> _ABOUT THIS EXERCISE_: Copy out the data that follows exactly, leaving out no line.

> _RECORD EXCERPTS_:

---*---

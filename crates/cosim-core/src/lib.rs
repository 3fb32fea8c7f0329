//! `cosim-core`: foundational types for the cosim co-simulation library.
//!
//! Every other `cosim-*` crate depends on this one.  It has no `cosim-*`
//! dependencies and a single external one (`thiserror`, plus optional
//! `serde`).
//!
//! # What lives here
//!
//! | Module          | Contents                                                   |
//! |-----------------|------------------------------------------------------------|
//! | [`ids`]         | `SlaveIndex`, `ValueReference`, `StepNumber`, `VariableId` |
//! | [`time`]        | `TimePoint`, `Duration` (integer nanoseconds)              |
//! | [`variable`]    | `VariableType`, `Causality`, `Variability`, descriptions   |
//! | [`error`]       | `Errc`, `CosimError`, `CosimResult`                        |
//!
//! # Feature flags
//!
//! | Flag    | Effect                                                     |
//! |---------|------------------------------------------------------------|
//! | `serde` | Adds `Serialize`/`Deserialize` to the value types.         |

pub mod error;
pub mod ids;
pub mod time;
pub mod variable;


// ── Re-exports ────────────────────────────────────────────────────────────────

pub use error::{CosimError, CosimResult, Errc};
pub use ids::{SlaveIndex, StepNumber, ValueReference, VariableId};
pub use time::{Duration, TimePoint};
pub use variable::{
    Causality, ModelDescription, ScalarValue, Variability, VariableDescription, VariableType,
};
//! Error taxonomy shared by every `cosim-*` crate.
//!
//! [`Errc`] is the closed, C-visible set of error categories.  [`CosimError`]
//! is the Rust error that flows through the engine and the control layer;
//! every variant belongs to exactly one category via [`CosimError::code`].

use std::fmt;

use thiserror::Error;

/// Error categories with their stable numeric codes.
#[repr(i32)]
#[derive(Copy, Clone, PartialEq, Eq, Hash, Debug, Default)]
pub enum Errc {
    #[default]
    Success            = 0,
    Unspecified        = 1,
    Errno              = 2,
    InvalidArgument    = 3,
    IllegalState       = 4,
    OutOfRange         = 5,
    StepTooLong        = 6,
    BadFile            = 7,
    UnsupportedFeature = 8,
    DlLoadError        = 9,
    ModelError         = 10,
    SimulationError    = 11,
    ZipError           = 12,
}

impl Errc {
    /// Every category, in code order.
    pub const ALL: [Errc; 13] = [
        Errc::Success,
        Errc::Unspecified,
        Errc::Errno,
        Errc::InvalidArgument,
        Errc::IllegalState,
        Errc::OutOfRange,
        Errc::StepTooLong,
        Errc::BadFile,
        Errc::UnsupportedFeature,
        Errc::DlLoadError,
        Errc::ModelError,
        Errc::SimulationError,
        Errc::ZipError,
    ];

    #[inline]
    pub fn as_raw(self) -> i32 {
        self as i32
    }

    pub fn from_raw(raw: i32) -> Option<Errc> {
        Errc::ALL.get(usize::try_from(raw).ok()?).copied()
    }
}

impl fmt::Display for Errc {
    fn fmt(&self, f: &mut fmt::Formatter<'_>) -> fmt::Result {
        f.write_str(match self {
            Errc::Success            => "success",
            Errc::Unspecified        => "unspecified error",
            Errc::Errno              => "system error",
            Errc::InvalidArgument    => "invalid argument",
            Errc::IllegalState       => "illegal state",
            Errc::OutOfRange         => "out of range",
            Errc::StepTooLong        => "step too long",
            Errc::BadFile            => "bad file",
            Errc::UnsupportedFeature => "unsupported feature",
            Errc::DlLoadError        => "dynamic library load error",
            Errc::ModelError         => "model error",
            Errc::SimulationError    => "simulation error",
            Errc::ZipError           => "archive error",
        })
    }
}

// ── CosimError ───────────────────────────────────────────────────────────────

/// The error type of the engine and the control layer.
///
/// `Clone` so a failure captured on a background thread can be re-raised on
/// every subsequent status query.
#[derive(Clone, Debug, Error, PartialEq)]
pub enum CosimError {
    #[error("{0}")]
    InvalidArgument(String),

    #[error("{0}")]
    IllegalState(String),

    #[error("{0}")]
    OutOfRange(String),

    #[error("{0}")]
    StepTooLong(String),

    #[error("{0}")]
    BadFile(String),

    #[error("{0}")]
    UnsupportedFeature(String),

    #[error("{0}")]
    DlLoad(String),

    #[error("{0}")]
    Model(String),

    #[error("{0}")]
    Simulation(String),

    #[error("{0}")]
    Archive(String),

    /// Host runtime failure carrying the OS error number, if there was one.
    #[error("{message}")]
    Io { os_code: Option<i32>, message: String },

    #[error("{0}")]
    Unspecified(String),
}

impl CosimError {
    /// The category this error reports through the C surface.
    pub fn code(&self) -> Errc {
        match self {
            CosimError::InvalidArgument(_)    => Errc::InvalidArgument,
            CosimError::IllegalState(_)       => Errc::IllegalState,
            CosimError::OutOfRange(_)         => Errc::OutOfRange,
            CosimError::StepTooLong(_)        => Errc::StepTooLong,
            CosimError::BadFile(_)            => Errc::BadFile,
            CosimError::UnsupportedFeature(_) => Errc::UnsupportedFeature,
            CosimError::DlLoad(_)             => Errc::DlLoadError,
            CosimError::Model(_)              => Errc::ModelError,
            CosimError::Simulation(_)         => Errc::SimulationError,
            CosimError::Archive(_)            => Errc::ZipError,
            CosimError::Io { .. }             => Errc::Errno,
            CosimError::Unspecified(_)        => Errc::Unspecified,
        }
    }

    /// OS error number for host-runtime failures.
    pub fn os_code(&self) -> Option<i32> {
        match self {
            CosimError::Io { os_code, .. } => *os_code,
            _ => None,
        }
    }

    /// Re-wrap a slave failure raised while stepping as a simulation error,
    /// keeping failures that already carry a more specific category.
    pub fn into_simulation_error(self, context: &str) -> CosimError {
        match self {
            CosimError::Model(msg) | CosimError::Unspecified(msg) => {
                CosimError::Simulation(format!("{context}: {msg}"))
            }
            other => other,
        }
    }
}

impl From<std::io::Error> for CosimError {
    fn from(e: std::io::Error) -> Self {
        CosimError::Io {
            os_code: e.raw_os_error(),
            message: e.to_string(),
        }
    }
}

/// Shorthand result type for all `cosim-*` crates.
pub type CosimResult<T> = Result<T, CosimError>;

---*---

> _ANSWER AREA_:
filename crates/cosim-core/src/lib.rs
repository 3fb32fea8c7f0329
//! `cosim-core`: foundational types for the cosim co-simulation library.
//!
//! Every other `cosim-*` crate depends on this one.  It has no `cosim-*`
//! dependencies and a single external one (`thiserror`, plus optional
//! `serde`).
//!
//! # What lives here
//!
//! | Module          | Contents                                                   |
//! |-----------------|------------------------------------------------------------|
//! | [`ids`]         | `SlaveIndex`, `ValueReference`, `StepNumber`, `VariableId` |
//! | [`time`]        | `TimePoint`, `Duration` (integer nanoseconds)              |
//! | [`variable`]    | `VariableType`, `Causality`, `Variability`, descriptions   |
//! | [`error`]       | `Errc`, `CosimError`, `CosimResult`                        |
//!
//! # Feature flags
//!
//! | Flag    | Effect                                                     |
//! |---------|------------------------------------------------------------|
//! | `serde` | Adds `Serialize`/`Deserialize` to the value types.         |

pub mod error;
pub mod ids;
pub mod time;
pub mod variable;


// ── Re-exports ────────────────────────────────────────────────────────────────

pub use error::{CosimError, CosimResult, Errc};
pub use ids::{SlaveIndex, StepNumber, ValueReference, VariableId};
pub use time::{Duration, TimePoint};
pub use variable::{
    Causality, ModelDescription, ScalarValue, Variability, VariableDescription, VariableType,
};
//! Error taxonomy shared by every `cosim-*` crate.
//!
//! [`Errc`] is the closed, C-visible set of error categories.  [`CosimError`]
//! is the Rust error that flows through the engine and the control layer;
//! every variant belongs to exactly one category via [`CosimError::code`].

use std::fmt;

use thiserror::Error;

/// Error categories with their stable numeric codes.
#[repr(i32)]
#[derive(Copy, Clone, PartialEq, Eq, Hash, Debug, Default)]
pub enum Errc {
    #[default]
    Success            = 0,
    Unspecified        = 1,
    Errno              = 2,
    InvalidArgument    = 3,
    IllegalState       = 4,
    OutOfRange         = 5,
    StepTooLong        = 6,
    BadFile            = 7,
    UnsupportedFeature = 8,
    DlLoadError        = 9,
    ModelError         = 10,
    SimulationError    = 11,
    ZipError           = 12,
}

impl Errc {
    /// Every category, in code order.
    pub const ALL: [Errc; 13] = [
        Errc::Success,
        Errc::Unspecified,
        Errc::Errno,
        Errc::InvalidArgument,
        Errc::IllegalState,
        Errc::OutOfRange,
        Errc::StepTooLong,
        Errc::BadFile,
        Errc::UnsupportedFeature,
        Errc::DlLoadError,
        Errc::ModelError,
        Errc::SimulationError,
        Errc::ZipError,
    ];

    #[inline]
    pub fn as_raw(self) -> i32 {
        self as i32
    }

    pub fn from_raw(raw: i32) -> Option<Errc> {
        Errc::ALL.get(usize::try_from(raw).ok()?).copied()
    }
}

impl fmt::Display for Errc {
    fn fmt(&self, f: &mut fmt::Formatter<'_>) -> fmt::Result {
        f.write_str(match self {
            Errc::Success            => "success",
            Errc::Unspecified        => "unspecified error",
            Errc::Errno              => "system error",
            Errc::InvalidArgument    => "invalid argument",
            Errc::IllegalState       => "illegal state",
            Errc::OutOfRange         => "out of range",
            Errc::StepTooLong        => "step too long",
            Errc::BadFile            => "bad file",
            Errc::UnsupportedFeature => "unsupported feature",
            Errc::DlLoadError        => "dynamic library load error",
            Errc::ModelError         => "model error",
            Errc::SimulationError    => "simulation error",
            Errc::ZipError           => "archive error",
        })
    }
}

// ── CosimError ───────────────────────────────────────────────────────────────

/// The error type of the engine and the control layer.
///
/// `Clone` so a failure captured on a background thread can be re-raised on
/// every subsequent status query.
#[derive(Clone, Debug, Error, PartialEq)]
pub enum CosimError {
    #[error("{0}")]
    InvalidArgument(String),

    #[error("{0}")]
    IllegalState(String),

    #[error("{0}")]
    OutOfRange(String),

    #[error("{0}")]
    StepTooLong(String),

    #[error("{0}")]
    BadFile(String),

    #[error("{0}")]
    UnsupportedFeature(String),

    #[error("{0}")]
    DlLoad(String),

    #[error("{0}")]
    Model(String),

    #[error("{0}")]
    Simulation(String),

    #[error("{0}")]
    Archive(String),

    /// Host runtime failure carrying the OS error number, if there was one.
    #[error("{message}")]
    Io { os_code: Option<i32>, message: String },

    #[error("{0}")]
    Unspecified(String),
}

impl CosimError {
    /// The category this error reports through the C surface.
    pub fn code(&self) -> Errc {
        match self {
            CosimError::InvalidArgument(_)    => Errc::InvalidArgument,
            CosimError::IllegalState(_)       => Errc::IllegalState,
            CosimError::OutOfRange(_)         => Errc::OutOfRange,
            CosimError::StepTooLong(_)        => Errc::StepTooLong,
            CosimError::BadFile(_)            => Errc::BadFile,
            CosimError::UnsupportedFeature(_) => Errc::UnsupportedFeature,
            CosimError::DlLoad(_)             => Errc::DlLoadError,
            CosimError::Model(_)              => Errc::ModelError,
            CosimError::Simulation(_)         => Errc::SimulationError,
            CosimError::Archive(_)            => Errc::ZipError,
            CosimError::Io { .. }             => Errc::Errno,
            CosimError::Unspecified(_)        => Errc::Unspecified,
        }
    }

    /// OS error number for host-runtime failures.
    pub fn os_code(&self) -> Option<i32> {
        match self {
            CosimError::Io { os_code, .. } => *os_code,
            _ => None,
        }
    }

    /// Re-wrap a slave failure raised while stepping as a simulation error,
    /// keeping failures that already carry a more specific category.
    pub fn into_simulation_error(self, context: &str) -> CosimError {
        match self {
            CosimError::Model(msg) | CosimError::Unspecified(msg) => {
                CosimError::Simulation(format!("{context}: {msg}"))
            }
            other => other,
        }
    }
}

impl From<std::io::Error> for CosimError {
    fn from(e: std::io::Error) -> Self {
        CosimError::Io {
            os_code: e.raw_os_error(),
            message: e.to_string(),
        }
    }
}

/// Shorthand result type for all `cosim-*` crates.
pub type CosimResult<T> = Result<T, CosimError>;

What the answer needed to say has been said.